**Data to process:**

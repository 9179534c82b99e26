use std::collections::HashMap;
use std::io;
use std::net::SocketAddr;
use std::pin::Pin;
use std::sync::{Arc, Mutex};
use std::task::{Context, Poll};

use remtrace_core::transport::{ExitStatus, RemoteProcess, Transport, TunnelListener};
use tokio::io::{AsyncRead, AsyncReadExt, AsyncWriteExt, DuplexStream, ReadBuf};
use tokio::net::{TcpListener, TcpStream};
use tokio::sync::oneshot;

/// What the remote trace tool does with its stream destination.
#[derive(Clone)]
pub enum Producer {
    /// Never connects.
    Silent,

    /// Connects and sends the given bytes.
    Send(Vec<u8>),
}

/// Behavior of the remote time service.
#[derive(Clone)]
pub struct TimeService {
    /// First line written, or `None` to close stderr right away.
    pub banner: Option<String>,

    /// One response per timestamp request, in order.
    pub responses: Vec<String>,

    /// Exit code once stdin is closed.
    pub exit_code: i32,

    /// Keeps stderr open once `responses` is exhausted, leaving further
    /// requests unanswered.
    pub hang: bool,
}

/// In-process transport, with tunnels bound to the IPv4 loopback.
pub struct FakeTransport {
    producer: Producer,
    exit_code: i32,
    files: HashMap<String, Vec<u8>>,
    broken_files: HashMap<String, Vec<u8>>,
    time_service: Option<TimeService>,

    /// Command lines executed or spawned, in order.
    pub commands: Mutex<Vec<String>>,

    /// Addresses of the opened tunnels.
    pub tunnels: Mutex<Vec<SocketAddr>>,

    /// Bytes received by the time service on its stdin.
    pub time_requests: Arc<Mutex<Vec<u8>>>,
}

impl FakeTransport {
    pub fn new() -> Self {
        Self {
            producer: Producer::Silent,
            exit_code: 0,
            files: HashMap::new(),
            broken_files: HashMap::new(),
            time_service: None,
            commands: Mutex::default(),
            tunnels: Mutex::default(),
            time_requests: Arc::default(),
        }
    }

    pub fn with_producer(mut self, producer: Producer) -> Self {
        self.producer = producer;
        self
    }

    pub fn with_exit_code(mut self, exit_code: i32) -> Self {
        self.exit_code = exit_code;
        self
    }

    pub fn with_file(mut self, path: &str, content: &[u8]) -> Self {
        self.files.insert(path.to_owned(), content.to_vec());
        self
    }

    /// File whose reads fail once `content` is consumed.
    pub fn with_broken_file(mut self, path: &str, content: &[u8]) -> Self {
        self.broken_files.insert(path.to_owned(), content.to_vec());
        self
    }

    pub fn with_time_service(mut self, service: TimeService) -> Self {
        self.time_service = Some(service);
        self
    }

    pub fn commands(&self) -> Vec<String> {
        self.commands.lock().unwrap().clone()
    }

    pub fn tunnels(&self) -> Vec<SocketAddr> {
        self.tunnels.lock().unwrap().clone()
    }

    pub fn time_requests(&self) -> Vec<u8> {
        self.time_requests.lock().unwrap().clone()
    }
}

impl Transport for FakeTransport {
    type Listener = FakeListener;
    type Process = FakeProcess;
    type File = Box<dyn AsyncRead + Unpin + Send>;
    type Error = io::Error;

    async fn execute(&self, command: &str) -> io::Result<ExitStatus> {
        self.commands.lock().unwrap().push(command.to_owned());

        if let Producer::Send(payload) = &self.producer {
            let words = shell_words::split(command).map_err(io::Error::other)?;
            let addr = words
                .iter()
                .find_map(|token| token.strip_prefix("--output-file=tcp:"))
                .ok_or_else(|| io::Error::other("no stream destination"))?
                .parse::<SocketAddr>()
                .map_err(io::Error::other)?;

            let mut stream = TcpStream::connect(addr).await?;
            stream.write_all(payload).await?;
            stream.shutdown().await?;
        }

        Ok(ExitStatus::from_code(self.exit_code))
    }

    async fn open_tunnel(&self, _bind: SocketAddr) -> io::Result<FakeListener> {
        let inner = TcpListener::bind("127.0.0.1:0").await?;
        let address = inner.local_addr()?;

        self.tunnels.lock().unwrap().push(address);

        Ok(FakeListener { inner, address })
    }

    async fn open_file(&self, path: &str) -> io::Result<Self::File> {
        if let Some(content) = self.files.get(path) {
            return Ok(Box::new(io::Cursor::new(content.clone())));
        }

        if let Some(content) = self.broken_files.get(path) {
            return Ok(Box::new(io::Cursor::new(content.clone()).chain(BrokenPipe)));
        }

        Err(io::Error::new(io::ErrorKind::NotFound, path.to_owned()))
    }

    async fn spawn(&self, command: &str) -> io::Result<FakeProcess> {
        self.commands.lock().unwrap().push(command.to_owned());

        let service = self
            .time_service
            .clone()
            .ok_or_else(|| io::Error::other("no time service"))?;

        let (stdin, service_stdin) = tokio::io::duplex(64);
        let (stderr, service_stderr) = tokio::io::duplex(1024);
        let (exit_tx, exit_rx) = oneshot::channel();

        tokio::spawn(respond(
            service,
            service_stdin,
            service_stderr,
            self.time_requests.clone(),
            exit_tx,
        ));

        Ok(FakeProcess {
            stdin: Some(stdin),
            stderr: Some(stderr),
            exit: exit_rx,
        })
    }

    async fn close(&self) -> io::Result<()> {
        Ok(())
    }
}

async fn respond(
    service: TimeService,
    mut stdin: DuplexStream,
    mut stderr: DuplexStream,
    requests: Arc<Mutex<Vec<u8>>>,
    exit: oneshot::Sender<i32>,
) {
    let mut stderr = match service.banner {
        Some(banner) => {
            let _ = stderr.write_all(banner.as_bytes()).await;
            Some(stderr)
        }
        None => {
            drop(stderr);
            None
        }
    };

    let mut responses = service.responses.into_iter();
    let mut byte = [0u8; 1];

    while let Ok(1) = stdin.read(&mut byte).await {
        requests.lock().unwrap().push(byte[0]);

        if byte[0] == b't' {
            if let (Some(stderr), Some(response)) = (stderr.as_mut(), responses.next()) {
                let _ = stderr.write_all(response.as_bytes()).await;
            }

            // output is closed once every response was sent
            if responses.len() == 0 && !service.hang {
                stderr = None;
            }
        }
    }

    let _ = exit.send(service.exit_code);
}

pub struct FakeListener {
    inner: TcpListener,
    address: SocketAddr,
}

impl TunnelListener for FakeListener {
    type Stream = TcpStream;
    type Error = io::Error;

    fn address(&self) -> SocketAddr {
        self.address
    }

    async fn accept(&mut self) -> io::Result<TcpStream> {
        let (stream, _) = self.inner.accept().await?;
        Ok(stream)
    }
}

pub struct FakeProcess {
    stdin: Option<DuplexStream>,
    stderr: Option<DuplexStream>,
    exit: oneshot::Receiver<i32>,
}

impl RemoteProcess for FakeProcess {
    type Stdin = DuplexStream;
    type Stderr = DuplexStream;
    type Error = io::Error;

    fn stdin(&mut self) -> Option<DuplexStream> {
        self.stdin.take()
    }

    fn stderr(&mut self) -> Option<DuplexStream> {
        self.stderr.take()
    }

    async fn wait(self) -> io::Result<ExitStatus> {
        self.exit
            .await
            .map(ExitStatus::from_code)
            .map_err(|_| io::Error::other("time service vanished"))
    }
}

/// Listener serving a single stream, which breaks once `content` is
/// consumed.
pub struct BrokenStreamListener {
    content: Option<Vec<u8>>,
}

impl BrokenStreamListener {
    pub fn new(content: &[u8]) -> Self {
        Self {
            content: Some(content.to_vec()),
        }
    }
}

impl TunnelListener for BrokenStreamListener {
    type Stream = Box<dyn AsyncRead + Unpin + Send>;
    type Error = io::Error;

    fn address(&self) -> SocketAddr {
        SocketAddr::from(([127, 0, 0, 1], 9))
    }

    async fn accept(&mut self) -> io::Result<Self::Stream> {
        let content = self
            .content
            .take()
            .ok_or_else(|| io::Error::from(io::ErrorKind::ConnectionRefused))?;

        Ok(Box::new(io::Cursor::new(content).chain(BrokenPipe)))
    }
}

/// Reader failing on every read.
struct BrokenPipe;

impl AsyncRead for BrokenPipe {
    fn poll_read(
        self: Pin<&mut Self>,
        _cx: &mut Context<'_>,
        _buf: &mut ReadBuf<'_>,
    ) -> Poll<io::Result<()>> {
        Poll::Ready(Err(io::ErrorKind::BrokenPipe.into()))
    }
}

==

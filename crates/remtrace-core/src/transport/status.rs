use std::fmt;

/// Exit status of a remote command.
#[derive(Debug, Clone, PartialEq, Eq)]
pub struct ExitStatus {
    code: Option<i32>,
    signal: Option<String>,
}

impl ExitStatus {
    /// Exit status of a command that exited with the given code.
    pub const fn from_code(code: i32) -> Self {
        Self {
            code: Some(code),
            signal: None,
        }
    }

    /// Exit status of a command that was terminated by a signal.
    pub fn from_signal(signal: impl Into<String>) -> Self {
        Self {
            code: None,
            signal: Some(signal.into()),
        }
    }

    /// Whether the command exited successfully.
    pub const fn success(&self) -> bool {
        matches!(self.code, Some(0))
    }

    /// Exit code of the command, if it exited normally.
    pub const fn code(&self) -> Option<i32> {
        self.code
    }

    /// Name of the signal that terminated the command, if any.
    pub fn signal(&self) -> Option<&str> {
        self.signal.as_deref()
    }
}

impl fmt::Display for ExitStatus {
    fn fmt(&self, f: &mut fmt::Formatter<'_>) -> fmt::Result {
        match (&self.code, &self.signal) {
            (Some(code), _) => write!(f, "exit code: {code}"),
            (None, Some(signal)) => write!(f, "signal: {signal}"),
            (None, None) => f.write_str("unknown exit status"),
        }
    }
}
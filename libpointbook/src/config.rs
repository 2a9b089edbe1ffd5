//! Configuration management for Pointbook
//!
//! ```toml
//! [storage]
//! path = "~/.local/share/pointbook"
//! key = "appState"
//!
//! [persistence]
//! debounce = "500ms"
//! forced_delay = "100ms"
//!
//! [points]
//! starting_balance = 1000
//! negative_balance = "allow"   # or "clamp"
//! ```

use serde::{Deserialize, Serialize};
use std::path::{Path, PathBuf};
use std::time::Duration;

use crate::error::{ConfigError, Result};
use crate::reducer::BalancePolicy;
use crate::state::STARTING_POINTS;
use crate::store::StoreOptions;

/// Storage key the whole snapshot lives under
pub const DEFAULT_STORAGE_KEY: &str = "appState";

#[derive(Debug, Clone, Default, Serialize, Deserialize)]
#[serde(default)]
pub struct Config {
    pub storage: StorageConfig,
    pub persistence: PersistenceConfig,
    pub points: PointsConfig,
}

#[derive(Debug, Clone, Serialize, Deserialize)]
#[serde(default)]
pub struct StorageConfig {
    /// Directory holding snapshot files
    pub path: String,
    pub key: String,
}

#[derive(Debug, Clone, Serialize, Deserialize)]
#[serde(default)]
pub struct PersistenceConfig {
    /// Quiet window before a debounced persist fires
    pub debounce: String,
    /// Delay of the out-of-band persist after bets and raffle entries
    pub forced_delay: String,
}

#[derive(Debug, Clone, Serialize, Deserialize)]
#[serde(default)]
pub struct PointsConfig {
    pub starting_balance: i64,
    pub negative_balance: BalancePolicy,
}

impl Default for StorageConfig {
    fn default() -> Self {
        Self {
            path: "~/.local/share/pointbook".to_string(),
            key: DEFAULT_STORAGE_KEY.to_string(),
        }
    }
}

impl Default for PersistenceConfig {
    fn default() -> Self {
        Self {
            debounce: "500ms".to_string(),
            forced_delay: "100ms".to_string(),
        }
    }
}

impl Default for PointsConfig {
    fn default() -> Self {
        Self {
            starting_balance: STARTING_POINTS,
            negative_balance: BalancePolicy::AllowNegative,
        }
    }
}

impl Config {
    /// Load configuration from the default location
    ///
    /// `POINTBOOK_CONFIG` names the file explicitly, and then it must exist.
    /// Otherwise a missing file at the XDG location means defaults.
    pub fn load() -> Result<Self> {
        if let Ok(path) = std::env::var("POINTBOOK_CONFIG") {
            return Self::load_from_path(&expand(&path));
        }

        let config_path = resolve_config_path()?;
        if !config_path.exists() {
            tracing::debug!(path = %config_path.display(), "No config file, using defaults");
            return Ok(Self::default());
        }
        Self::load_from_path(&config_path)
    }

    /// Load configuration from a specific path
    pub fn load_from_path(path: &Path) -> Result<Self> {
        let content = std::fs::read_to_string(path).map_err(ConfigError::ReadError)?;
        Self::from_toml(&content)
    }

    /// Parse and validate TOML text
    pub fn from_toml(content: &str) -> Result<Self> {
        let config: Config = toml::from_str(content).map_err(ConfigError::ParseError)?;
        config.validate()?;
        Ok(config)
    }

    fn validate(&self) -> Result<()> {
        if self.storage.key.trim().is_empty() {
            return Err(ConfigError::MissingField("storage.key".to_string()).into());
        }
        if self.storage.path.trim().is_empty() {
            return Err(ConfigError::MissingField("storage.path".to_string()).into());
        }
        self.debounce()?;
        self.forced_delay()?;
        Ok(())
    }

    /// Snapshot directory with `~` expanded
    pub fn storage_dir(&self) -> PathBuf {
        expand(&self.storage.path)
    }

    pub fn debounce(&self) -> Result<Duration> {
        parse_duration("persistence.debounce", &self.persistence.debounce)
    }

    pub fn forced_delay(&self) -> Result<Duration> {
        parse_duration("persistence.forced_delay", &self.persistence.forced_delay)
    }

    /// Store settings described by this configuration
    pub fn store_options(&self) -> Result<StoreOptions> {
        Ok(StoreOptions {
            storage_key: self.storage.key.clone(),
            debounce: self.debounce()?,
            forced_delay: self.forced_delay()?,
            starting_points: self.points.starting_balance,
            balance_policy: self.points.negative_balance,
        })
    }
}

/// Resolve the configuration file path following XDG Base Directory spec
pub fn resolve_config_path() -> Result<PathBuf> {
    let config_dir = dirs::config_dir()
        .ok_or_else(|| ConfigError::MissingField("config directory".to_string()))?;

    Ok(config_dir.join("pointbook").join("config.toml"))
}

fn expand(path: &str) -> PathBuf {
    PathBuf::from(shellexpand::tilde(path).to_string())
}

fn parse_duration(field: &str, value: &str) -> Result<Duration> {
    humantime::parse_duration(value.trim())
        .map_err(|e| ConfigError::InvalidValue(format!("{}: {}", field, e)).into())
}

* * *

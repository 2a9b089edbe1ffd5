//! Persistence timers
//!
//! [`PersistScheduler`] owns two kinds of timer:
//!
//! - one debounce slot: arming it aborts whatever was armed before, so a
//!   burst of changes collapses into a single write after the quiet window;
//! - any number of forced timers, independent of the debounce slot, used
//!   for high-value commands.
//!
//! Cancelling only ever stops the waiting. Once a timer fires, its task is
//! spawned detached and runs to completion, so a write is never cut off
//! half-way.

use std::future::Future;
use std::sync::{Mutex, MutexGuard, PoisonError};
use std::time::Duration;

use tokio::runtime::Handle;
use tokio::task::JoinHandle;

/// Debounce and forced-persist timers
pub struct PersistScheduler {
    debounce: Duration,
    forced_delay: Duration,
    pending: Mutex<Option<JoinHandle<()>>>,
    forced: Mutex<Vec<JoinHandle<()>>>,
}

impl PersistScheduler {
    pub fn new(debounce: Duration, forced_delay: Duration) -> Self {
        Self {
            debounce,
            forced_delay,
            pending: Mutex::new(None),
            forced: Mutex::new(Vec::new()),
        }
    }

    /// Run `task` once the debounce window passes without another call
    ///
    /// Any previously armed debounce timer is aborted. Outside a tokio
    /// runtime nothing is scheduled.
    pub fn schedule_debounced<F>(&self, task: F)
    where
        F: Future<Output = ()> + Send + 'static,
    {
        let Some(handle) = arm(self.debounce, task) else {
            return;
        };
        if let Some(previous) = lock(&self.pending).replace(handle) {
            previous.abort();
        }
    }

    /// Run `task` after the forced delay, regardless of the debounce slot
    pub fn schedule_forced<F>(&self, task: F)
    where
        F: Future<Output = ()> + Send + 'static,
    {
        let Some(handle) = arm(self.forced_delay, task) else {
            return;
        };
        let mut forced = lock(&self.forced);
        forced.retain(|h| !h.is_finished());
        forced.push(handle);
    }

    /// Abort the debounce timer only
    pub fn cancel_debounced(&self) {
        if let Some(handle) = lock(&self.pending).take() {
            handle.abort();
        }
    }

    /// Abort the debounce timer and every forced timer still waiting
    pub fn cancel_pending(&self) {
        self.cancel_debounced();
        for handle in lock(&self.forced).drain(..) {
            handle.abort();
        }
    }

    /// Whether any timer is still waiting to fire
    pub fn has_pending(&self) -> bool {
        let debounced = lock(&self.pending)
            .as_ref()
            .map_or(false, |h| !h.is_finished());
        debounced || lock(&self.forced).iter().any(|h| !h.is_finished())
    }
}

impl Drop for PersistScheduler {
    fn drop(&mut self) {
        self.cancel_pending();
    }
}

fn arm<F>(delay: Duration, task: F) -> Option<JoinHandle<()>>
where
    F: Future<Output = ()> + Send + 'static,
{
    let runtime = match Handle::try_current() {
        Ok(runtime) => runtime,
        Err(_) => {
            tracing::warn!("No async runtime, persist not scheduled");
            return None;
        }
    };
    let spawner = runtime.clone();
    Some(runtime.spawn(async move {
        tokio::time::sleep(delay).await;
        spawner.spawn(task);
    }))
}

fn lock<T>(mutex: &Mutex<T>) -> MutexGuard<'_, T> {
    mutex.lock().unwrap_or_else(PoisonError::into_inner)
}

**Task prompt:** Find each line in the records above that contains "MutexGuard", and copy it.

**Exercise response:**
use std::sync::{Mutex, MutexGuard, PoisonError};
fn lock<T>(mutex: &Mutex<T>) -> MutexGuard<'_, T> {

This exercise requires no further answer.